Produce as output only the lines below starting at the line with "pub fn total(&self)" and continuing through the line with "reaching its ceiling.", each one exactly as written.

Content starts

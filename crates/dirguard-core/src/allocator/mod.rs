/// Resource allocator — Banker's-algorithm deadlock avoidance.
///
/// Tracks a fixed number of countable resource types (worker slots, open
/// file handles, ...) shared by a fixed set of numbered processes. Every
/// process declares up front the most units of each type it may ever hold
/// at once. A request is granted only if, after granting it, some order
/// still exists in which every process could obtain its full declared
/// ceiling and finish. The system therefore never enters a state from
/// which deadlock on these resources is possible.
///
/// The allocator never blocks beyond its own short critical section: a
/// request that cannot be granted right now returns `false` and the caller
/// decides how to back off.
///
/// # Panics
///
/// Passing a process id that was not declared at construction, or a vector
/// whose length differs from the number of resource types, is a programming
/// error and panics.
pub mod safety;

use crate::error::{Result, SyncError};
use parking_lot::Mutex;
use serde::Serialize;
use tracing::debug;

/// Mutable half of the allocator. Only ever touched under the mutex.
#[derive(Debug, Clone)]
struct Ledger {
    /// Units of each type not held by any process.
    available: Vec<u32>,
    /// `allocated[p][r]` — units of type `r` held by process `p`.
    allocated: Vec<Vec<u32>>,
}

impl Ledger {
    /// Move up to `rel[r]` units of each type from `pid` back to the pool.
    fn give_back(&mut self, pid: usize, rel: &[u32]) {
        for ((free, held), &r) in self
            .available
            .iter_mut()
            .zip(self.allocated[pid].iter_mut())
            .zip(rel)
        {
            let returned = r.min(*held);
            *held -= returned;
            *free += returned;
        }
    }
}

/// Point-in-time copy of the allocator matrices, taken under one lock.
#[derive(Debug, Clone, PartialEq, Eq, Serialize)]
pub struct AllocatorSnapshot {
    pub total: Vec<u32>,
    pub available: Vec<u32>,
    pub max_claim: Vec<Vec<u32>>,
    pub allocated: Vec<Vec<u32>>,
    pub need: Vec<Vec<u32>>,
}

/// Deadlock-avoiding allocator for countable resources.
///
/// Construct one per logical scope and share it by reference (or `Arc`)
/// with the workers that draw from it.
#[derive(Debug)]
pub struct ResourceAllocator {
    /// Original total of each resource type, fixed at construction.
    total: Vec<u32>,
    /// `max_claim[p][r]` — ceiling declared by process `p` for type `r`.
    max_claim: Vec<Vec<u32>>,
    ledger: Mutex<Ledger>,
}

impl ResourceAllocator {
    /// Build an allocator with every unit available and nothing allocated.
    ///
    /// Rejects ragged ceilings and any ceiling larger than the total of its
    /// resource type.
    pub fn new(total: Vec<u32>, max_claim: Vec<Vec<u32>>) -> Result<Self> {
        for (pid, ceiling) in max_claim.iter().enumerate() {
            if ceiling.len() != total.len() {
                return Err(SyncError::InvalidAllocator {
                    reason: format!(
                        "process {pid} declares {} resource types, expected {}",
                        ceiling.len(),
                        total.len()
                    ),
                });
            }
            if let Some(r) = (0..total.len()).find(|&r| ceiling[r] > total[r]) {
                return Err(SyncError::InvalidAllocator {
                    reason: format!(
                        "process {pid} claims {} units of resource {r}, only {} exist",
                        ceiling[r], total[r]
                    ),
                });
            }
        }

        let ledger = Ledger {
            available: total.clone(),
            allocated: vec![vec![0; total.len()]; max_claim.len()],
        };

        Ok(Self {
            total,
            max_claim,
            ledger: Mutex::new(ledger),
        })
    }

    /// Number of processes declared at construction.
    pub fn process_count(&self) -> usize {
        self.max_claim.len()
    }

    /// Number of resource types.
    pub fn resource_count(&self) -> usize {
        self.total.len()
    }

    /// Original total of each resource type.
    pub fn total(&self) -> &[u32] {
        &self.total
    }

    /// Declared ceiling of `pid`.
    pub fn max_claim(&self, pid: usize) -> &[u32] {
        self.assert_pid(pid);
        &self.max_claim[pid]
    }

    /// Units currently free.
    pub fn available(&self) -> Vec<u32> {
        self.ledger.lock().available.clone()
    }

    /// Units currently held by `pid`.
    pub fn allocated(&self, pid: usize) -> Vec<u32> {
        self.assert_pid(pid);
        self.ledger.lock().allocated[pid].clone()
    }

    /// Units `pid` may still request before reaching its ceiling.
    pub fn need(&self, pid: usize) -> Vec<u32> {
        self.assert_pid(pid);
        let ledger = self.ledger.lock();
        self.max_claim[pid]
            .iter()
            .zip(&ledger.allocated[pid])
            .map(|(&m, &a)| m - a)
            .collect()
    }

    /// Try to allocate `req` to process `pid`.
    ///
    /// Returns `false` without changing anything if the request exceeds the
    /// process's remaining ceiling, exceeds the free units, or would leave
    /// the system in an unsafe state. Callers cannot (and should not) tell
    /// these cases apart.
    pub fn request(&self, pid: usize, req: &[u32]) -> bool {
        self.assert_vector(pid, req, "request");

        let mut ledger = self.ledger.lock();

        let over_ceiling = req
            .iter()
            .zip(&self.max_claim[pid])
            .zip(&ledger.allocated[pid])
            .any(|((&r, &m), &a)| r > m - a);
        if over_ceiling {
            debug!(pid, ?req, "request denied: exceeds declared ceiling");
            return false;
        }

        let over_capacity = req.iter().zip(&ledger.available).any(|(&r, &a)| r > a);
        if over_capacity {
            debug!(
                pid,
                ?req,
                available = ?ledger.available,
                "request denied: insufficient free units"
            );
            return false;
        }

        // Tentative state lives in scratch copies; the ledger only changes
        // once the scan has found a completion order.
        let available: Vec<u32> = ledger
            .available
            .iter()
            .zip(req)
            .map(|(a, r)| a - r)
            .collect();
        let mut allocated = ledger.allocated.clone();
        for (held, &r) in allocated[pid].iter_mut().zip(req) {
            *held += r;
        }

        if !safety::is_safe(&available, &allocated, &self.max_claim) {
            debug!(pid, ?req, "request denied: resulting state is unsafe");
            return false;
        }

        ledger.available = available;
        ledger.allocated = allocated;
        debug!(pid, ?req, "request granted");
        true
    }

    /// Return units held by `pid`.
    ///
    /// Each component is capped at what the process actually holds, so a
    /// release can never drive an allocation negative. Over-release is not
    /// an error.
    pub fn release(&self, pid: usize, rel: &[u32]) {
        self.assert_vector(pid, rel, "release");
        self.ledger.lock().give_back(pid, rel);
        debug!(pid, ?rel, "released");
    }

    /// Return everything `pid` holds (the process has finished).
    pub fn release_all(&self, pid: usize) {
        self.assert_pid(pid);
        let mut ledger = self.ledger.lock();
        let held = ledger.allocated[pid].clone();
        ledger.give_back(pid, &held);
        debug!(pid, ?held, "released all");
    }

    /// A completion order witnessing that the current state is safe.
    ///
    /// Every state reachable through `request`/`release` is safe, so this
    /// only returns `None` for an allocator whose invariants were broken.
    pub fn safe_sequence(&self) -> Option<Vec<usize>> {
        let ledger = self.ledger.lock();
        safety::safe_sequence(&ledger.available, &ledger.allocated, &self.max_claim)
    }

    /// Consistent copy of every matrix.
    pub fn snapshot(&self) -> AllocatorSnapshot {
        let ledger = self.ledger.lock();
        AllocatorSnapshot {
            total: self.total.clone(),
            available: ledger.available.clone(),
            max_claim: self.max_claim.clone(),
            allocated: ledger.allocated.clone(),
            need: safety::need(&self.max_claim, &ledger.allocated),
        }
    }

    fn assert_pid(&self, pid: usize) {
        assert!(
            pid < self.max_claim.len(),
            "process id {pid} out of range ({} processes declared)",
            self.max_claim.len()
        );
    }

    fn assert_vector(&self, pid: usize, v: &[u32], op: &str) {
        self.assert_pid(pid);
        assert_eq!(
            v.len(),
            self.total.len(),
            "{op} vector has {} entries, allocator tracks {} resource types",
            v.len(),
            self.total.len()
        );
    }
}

Content ends

Solution for this problem ::
    pub fn total(&self) -> &[u32] {
        &self.total
    }

    /// Declared ceiling of `pid`.
    pub fn max_claim(&self, pid: usize) -> &[u32] {
        self.assert_pid(pid);
        &self.max_claim[pid]
    }

    /// Units currently free.
    pub fn available(&self) -> Vec<u32> {
        self.ledger.lock().available.clone()
    }

    /// Units currently held by `pid`.
    pub fn allocated(&self, pid: usize) -> Vec<u32> {
        self.assert_pid(pid);
        self.ledger.lock().allocated[pid].clone()
    }

    /// Units `pid` may still request before reaching its ceiling.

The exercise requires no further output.